Collected data entries:
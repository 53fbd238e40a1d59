//! Adapter between the protocol engine and the session engine
//!
//! [`EngineAdapter`] exposes the call primitives the session engine works with (place,
//! answer, decline, hang up, hold toggle, DTMF, microphone level) on top of the low-level
//! [`ProtocolEngine`] trait, and translates raw [`EngineCallback`]s into typed
//! [`EngineEvent`]s.
//!
//! Translation reads the call back from the engine. A failure to do so never escapes:
//! it is reported as [`CallStateEvent::Invalid`]. Wiring audio devices to a call's media
//! is bounded by a timeout and guarded against panics; failures there become
//! [`MediaStateEvent::Failed`].

use std::panic::AssertUnwindSafe;
use std::sync::Arc;
use std::time::Duration;

use futures::FutureExt;

use super::{
    status, AccountEvent, CallHandle, CallInfo, CallStateEvent, EngineCallback,
    EngineCallbackSender, EngineEvent, InviteState, MediaStateEvent, ProtocolEngine, RemoteParty,
};
use crate::account::{self, AccountRegistration};
use crate::config::TransportConfig;
use crate::error::EngineError;

/// Facade over a [`ProtocolEngine`]
#[derive(Clone)]
pub struct EngineAdapter {
    engine: Arc<dyn ProtocolEngine>,
    media_wiring_timeout: Duration,
}

impl std::fmt::Debug for EngineAdapter {
    fn fmt(&self, f: &mut std::fmt::Formatter<'_>) -> std::fmt::Result {
        f.debug_struct("EngineAdapter")
            .field("engine", &"<protocol engine>")
            .field("media_wiring_timeout", &self.media_wiring_timeout)
            .finish()
    }
}

impl EngineAdapter {
    pub fn new(engine: Arc<dyn ProtocolEngine>, media_wiring_timeout: Duration) -> Self {
        Self {
            engine,
            media_wiring_timeout,
        }
    }

    // ===== LIFECYCLE =====

    pub async fn load(&self) -> Result<(), EngineError> {
        self.engine.load().await
    }

    pub async fn start(
        &self,
        transport: &TransportConfig,
        callbacks: EngineCallbackSender,
    ) -> Result<(), EngineError> {
        tracing::debug!("Starting protocol engine on {:?} port {}", transport.kind, transport.port);
        self.engine.start(transport, callbacks).await
    }

    pub async fn register(&self, account: &AccountRegistration) -> Result<(), EngineError> {
        tracing::debug!("Registering {} at {}", account.identity_uri, account.registrar_uri);
        self.engine.register(account).await
    }

    pub async fn unregister(&self) -> Result<(), EngineError> {
        self.engine.unregister().await
    }

    pub async fn shutdown(&self) -> Result<(), EngineError> {
        self.engine.shutdown().await
    }

    // ===== CALL PRIMITIVES =====

    /// Place an outbound call to `peer_uri`
    pub async fn place_call(&self, peer_uri: &str) -> Result<CallHandle, EngineError> {
        self.engine.make_call(peer_uri).await
    }

    /// Acknowledge an inbound offer with 180 Ringing
    pub async fn ring(&self, handle: CallHandle) -> Result<(), EngineError> {
        self.engine.answer(handle, status::RINGING).await
    }

    /// Reject an inbound offer with 486 Busy Here
    pub async fn reject_busy(&self, handle: CallHandle) -> Result<(), EngineError> {
        self.engine.answer(handle, status::BUSY_HERE).await
    }

    /// Answer an inbound call
    pub async fn answer(&self, handle: CallHandle) -> Result<(), EngineError> {
        self.engine.answer(handle, status::OK).await
    }

    /// Decline an unanswered inbound call
    pub async fn decline(&self, handle: CallHandle) -> Result<(), EngineError> {
        self.engine.hangup(handle, status::DECLINE).await
    }

    /// Hang up the call
    pub async fn hangup(&self, handle: CallHandle) -> Result<(), EngineError> {
        self.engine.hangup(handle, status::DECLINE).await
    }

    /// Put the call on hold, or resume it when `on_hold` is set
    pub async fn toggle_hold(&self, handle: CallHandle, on_hold: bool) -> Result<(), EngineError> {
        if on_hold {
            self.engine.reinvite(handle, true).await
        } else {
            self.engine.set_hold(handle).await
        }
    }

    pub async fn send_dtmf(&self, handle: CallHandle, digits: &str) -> Result<(), EngineError> {
        self.engine.dial_dtmf(handle, digits).await
    }

    /// Read the call back from the engine
    pub async fn call_info(&self, handle: CallHandle) -> Result<CallInfo, EngineError> {
        self.engine.call_info(handle).await
    }

    /// Set the microphone level on every audio stream of the call
    pub async fn set_mic_level(&self, handle: CallHandle, level: i32) -> Result<(), EngineError> {
        let info = self.engine.call_info(handle).await?;
        for stream in info
            .media
            .iter()
            .filter(|stream| stream.kind == super::MediaKind::Audio)
        {
            self.engine
                .adjust_rx_level(handle, stream.index, level as f32)
                .await?;
        }
        Ok(())
    }

    // ===== CALLBACK TRANSLATION =====

    /// Translate a raw engine callback
    ///
    /// Returns `None` for engine transitions that have no session-level meaning.
    pub async fn translate(&self, callback: EngineCallback) -> Option<EngineEvent> {
        match callback {
            EngineCallback::IncomingCall {
                handle,
                remote_uri,
                display_name,
            } => Some(EngineEvent::IncomingCall {
                handle,
                remote: RemoteParty {
                    uri: remote_uri,
                    display_name,
                },
            }),
            EngineCallback::CallStateChanged { handle } => {
                let event = match self.engine.call_info(handle).await {
                    Ok(info) => classify_call_state(&info)?,
                    Err(e) => {
                        tracing::error!("Cannot read call info of {}: {}", handle, e);
                        CallStateEvent::Invalid {
                            reason: e.to_string(),
                        }
                    }
                };
                Some(EngineEvent::CallState { handle, event })
            }
            EngineCallback::CallMediaChanged { handle } => match self.engine.call_info(handle).await {
                Ok(info) => Some(EngineEvent::MediaState {
                    handle,
                    event: self.bind_media(&info).await,
                }),
                Err(e) => {
                    tracing::error!("Cannot read media of {}: {}", handle, e);
                    Some(EngineEvent::CallState {
                        handle,
                        event: CallStateEvent::Invalid {
                            reason: e.to_string(),
                        },
                    })
                }
            },
            EngineCallback::RegistrationChanged {
                status,
                reason,
                expires,
            } => Some(EngineEvent::Account(account::registration_event(
                status, &reason, expires,
            ))),
            EngineCallback::AccountFault { reason } => {
                Some(EngineEvent::Account(AccountEvent::InvalidState { reason }))
            }
        }
    }

    /// Wire the audio devices to every usable audio stream of the call
    ///
    /// A stream that fails to wire does not stop the others. The call has audio as soon
    /// as one stream is wired.
    async fn bind_media(&self, info: &CallInfo) -> MediaStateEvent {
        let mut bound = None;
        let mut failure = None;
        for stream in info.media.iter().filter(|stream| stream.is_usable_audio()) {
            let wiring = AssertUnwindSafe(self.engine.connect_audio(stream.media)).catch_unwind();
            let reason = match tokio::time::timeout(self.media_wiring_timeout, wiring).await {
                Ok(Ok(Ok(()))) => {
                    tracing::debug!("Audio devices wired to {} of {}", stream.media, info.handle);
                    bound.get_or_insert(stream.media);
                    continue;
                }
                Ok(Ok(Err(e))) => e.to_string(),
                Ok(Err(_panic)) => format!("audio wiring of {} panicked", stream.media),
                Err(_elapsed) => EngineError::Timeout {
                    operation: "connect_audio".to_string(),
                }
                .to_string(),
            };
            tracing::warn!("Cannot wire {} of {}: {}", stream.media, info.handle, reason);
            failure.get_or_insert(reason);
        }

        match (bound, failure) {
            (Some(media), partial_failure) => MediaStateEvent::Available {
                media,
                partial_failure,
            },
            (None, Some(reason)) => MediaStateEvent::Failed { reason },
            (None, None) => MediaStateEvent::Unavailable,
        }
    }
}

/// Map the engine's INVITE state to a session-level call state event
pub fn classify_call_state(info: &CallInfo) -> Option<CallStateEvent> {
    match info.state {
        InviteState::Early if info.last_status == status::SESSION_PROGRESS => {
            Some(CallStateEvent::EarlyMedia)
        }
        InviteState::Early => Some(CallStateEvent::Ringing),
        InviteState::Confirmed => Some(CallStateEvent::Connected),
        InviteState::Disconnected => Some(CallStateEvent::Disconnected {
            status: info.last_status,
        }),
        InviteState::Null | InviteState::Calling | InviteState::Incoming | InviteState::Connecting => {
            None
        }
    }
}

Work to be completed: Each line of the data that holds "load" should be copied.

Result:
    pub async fn load(&self) -> Result<(), EngineError> {
        self.engine.load().await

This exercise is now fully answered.